use std::fmt;

/// Errors surfaced by the document store layer.
#[derive(Debug, Clone, PartialEq, Eq)]
pub enum StoreError {
    /// A document or collection descriptor was malformed.
    InvalidReference { what: &'static str },
    /// The persisted snapshot could not be read or parsed.
    Unavailable(String),
    /// An update or delete targeted a document that does not exist.
    NotFound { collection: String, id: String },
    /// Serialization or deserialization failed.
    Serde(String),
    /// Storage-level failure (lock poisoning, explicit persistence errors).
    Storage(String),
}

impl fmt::Display for StoreError {
    fn fmt(&self, f: &mut fmt::Formatter<'_>) -> fmt::Result {
        match self {
            StoreError::InvalidReference { what } => {
                write!(f, "invalid reference: empty {}", what)
            }
            StoreError::Unavailable(reason) => {
                write!(f, "store unavailable: {}", reason)
            }
            StoreError::NotFound { collection, id } => {
                write!(f, "document not found: {}:{}", collection, id)
            }
            StoreError::Serde(msg) => write!(f, "serialization error: {}", msg),
            StoreError::Storage(msg) => write!(f, "storage error: {}", msg),
        }
    }
}

impl std::error::Error for StoreError {}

» **WHAT YOU WILL DO**:
Every line above that has the string "Storage" needs to be copied.

» **SOLUTION**:
    /// Storage-level failure (lock poisoning, explicit persistence errors).
    Storage(String),
            StoreError::Storage(msg) => write!(f, "storage error: {}", msg),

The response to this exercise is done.